Data entries:
>>>>

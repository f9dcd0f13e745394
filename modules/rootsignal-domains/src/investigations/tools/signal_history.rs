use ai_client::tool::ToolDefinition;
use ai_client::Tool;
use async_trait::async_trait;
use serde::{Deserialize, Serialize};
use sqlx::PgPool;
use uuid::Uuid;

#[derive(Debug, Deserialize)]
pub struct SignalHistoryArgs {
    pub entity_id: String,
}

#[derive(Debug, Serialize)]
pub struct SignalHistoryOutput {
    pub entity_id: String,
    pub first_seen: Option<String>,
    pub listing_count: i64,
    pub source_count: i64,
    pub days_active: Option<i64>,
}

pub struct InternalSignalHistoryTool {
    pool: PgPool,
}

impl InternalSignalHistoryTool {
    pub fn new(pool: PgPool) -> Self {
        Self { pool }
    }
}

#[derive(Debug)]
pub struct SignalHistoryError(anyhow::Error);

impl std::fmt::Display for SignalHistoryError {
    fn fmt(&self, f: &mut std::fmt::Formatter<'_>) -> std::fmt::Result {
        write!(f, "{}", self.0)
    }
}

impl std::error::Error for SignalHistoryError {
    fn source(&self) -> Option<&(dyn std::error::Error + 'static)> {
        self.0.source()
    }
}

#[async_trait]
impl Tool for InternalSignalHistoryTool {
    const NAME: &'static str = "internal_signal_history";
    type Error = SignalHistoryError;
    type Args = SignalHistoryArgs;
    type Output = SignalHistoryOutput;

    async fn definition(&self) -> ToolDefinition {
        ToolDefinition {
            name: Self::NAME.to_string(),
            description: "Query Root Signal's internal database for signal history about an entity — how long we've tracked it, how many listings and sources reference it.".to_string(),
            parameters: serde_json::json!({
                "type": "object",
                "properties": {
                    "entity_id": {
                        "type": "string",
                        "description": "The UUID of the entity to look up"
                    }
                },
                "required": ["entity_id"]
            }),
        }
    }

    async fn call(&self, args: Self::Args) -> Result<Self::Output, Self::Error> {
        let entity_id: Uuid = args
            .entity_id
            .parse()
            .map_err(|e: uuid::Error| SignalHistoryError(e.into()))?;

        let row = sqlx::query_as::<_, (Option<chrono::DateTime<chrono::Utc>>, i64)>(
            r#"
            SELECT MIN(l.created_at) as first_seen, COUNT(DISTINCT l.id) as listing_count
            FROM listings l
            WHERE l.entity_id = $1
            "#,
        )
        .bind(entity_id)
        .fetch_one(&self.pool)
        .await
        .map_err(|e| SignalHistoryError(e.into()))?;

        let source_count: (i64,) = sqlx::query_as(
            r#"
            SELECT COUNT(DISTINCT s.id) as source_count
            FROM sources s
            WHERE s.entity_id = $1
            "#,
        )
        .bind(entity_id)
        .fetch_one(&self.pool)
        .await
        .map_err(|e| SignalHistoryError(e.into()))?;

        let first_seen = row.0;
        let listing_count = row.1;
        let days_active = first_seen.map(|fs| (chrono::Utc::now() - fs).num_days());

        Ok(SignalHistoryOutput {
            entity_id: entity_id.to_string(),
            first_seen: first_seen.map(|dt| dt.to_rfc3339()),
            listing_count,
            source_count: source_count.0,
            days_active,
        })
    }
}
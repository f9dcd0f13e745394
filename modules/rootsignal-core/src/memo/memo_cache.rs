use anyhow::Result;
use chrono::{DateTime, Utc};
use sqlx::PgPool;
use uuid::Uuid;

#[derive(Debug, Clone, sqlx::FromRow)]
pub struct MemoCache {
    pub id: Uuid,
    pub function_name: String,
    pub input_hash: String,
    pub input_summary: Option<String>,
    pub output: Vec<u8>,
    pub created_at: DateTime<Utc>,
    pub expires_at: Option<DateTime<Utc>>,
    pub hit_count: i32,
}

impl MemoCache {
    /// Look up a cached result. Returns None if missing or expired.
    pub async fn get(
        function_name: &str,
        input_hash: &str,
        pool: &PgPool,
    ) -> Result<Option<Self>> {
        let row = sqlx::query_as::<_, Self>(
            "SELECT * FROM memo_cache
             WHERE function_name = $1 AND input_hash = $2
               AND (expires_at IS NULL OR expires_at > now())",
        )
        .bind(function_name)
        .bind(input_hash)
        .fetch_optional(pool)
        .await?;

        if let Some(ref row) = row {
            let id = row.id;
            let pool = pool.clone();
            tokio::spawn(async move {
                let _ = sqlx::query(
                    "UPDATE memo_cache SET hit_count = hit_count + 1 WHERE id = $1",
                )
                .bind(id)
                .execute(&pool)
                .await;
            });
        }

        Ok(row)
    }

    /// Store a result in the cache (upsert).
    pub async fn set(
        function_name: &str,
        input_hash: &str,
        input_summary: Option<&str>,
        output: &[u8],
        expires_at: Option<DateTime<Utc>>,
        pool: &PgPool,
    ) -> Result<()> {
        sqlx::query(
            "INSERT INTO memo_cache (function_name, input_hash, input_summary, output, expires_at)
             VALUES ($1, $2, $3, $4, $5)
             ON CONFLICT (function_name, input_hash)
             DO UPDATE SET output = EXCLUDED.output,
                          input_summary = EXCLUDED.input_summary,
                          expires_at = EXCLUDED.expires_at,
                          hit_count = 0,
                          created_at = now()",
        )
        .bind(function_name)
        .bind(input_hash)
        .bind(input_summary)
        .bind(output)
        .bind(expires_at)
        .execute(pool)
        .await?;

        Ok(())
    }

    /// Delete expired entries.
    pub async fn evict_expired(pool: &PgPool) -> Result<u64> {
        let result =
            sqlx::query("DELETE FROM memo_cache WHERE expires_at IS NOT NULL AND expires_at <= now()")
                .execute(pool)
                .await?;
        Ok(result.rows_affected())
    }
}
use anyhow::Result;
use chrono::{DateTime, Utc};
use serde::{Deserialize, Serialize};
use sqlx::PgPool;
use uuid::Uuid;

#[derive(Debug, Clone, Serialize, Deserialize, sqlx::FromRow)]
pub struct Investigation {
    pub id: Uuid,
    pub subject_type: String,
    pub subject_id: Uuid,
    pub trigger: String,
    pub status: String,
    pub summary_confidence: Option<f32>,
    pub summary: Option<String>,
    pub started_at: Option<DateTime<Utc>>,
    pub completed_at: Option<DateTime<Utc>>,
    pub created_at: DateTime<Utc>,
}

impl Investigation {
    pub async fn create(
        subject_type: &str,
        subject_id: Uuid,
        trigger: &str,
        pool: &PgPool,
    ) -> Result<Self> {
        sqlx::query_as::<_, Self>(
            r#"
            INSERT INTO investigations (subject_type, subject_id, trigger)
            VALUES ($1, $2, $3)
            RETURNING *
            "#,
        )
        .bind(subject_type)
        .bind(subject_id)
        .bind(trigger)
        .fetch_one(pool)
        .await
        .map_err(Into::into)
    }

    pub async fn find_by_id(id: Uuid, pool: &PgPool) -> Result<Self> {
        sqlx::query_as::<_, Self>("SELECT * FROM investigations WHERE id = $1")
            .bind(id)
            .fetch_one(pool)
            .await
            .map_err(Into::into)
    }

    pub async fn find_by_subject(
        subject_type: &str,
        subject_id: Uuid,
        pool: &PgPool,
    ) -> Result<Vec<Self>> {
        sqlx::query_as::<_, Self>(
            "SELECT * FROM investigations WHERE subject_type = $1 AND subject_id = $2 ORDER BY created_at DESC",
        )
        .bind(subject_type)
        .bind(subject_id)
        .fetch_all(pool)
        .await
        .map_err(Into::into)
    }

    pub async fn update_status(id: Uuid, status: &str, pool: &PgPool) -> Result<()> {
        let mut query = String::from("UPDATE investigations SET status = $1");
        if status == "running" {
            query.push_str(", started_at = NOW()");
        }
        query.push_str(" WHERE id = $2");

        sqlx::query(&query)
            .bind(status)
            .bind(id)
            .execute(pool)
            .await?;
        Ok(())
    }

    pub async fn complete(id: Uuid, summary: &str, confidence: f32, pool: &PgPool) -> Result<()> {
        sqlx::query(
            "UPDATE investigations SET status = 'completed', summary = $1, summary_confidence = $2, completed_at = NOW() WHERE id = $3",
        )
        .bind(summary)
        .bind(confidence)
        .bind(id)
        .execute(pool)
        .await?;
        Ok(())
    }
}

<<<<

Among the records above, only the lines between the line holding "#[derive(Debug, Clone, Serialize, Deserialize, sqlx::FromRow)]" and the line holding "INSERT INTO investigations", inclusive, are to be output, exactly as written.

#[derive(Debug, Clone, Serialize, Deserialize, sqlx::FromRow)]
pub struct Investigation {
    pub id: Uuid,
    pub subject_type: String,
    pub subject_id: Uuid,
    pub trigger: String,
    pub status: String,
    pub summary_confidence: Option<f32>,
    pub summary: Option<String>,
    pub started_at: Option<DateTime<Utc>>,
    pub completed_at: Option<DateTime<Utc>>,
    pub created_at: DateTime<Utc>,
}

impl Investigation {
    pub async fn create(
        subject_type: &str,
        subject_id: Uuid,
        trigger: &str,
        pool: &PgPool,
    ) -> Result<Self> {
        sqlx::query_as::<_, Self>(
            r#"
            INSERT INTO investigations (subject_type, subject_id, trigger)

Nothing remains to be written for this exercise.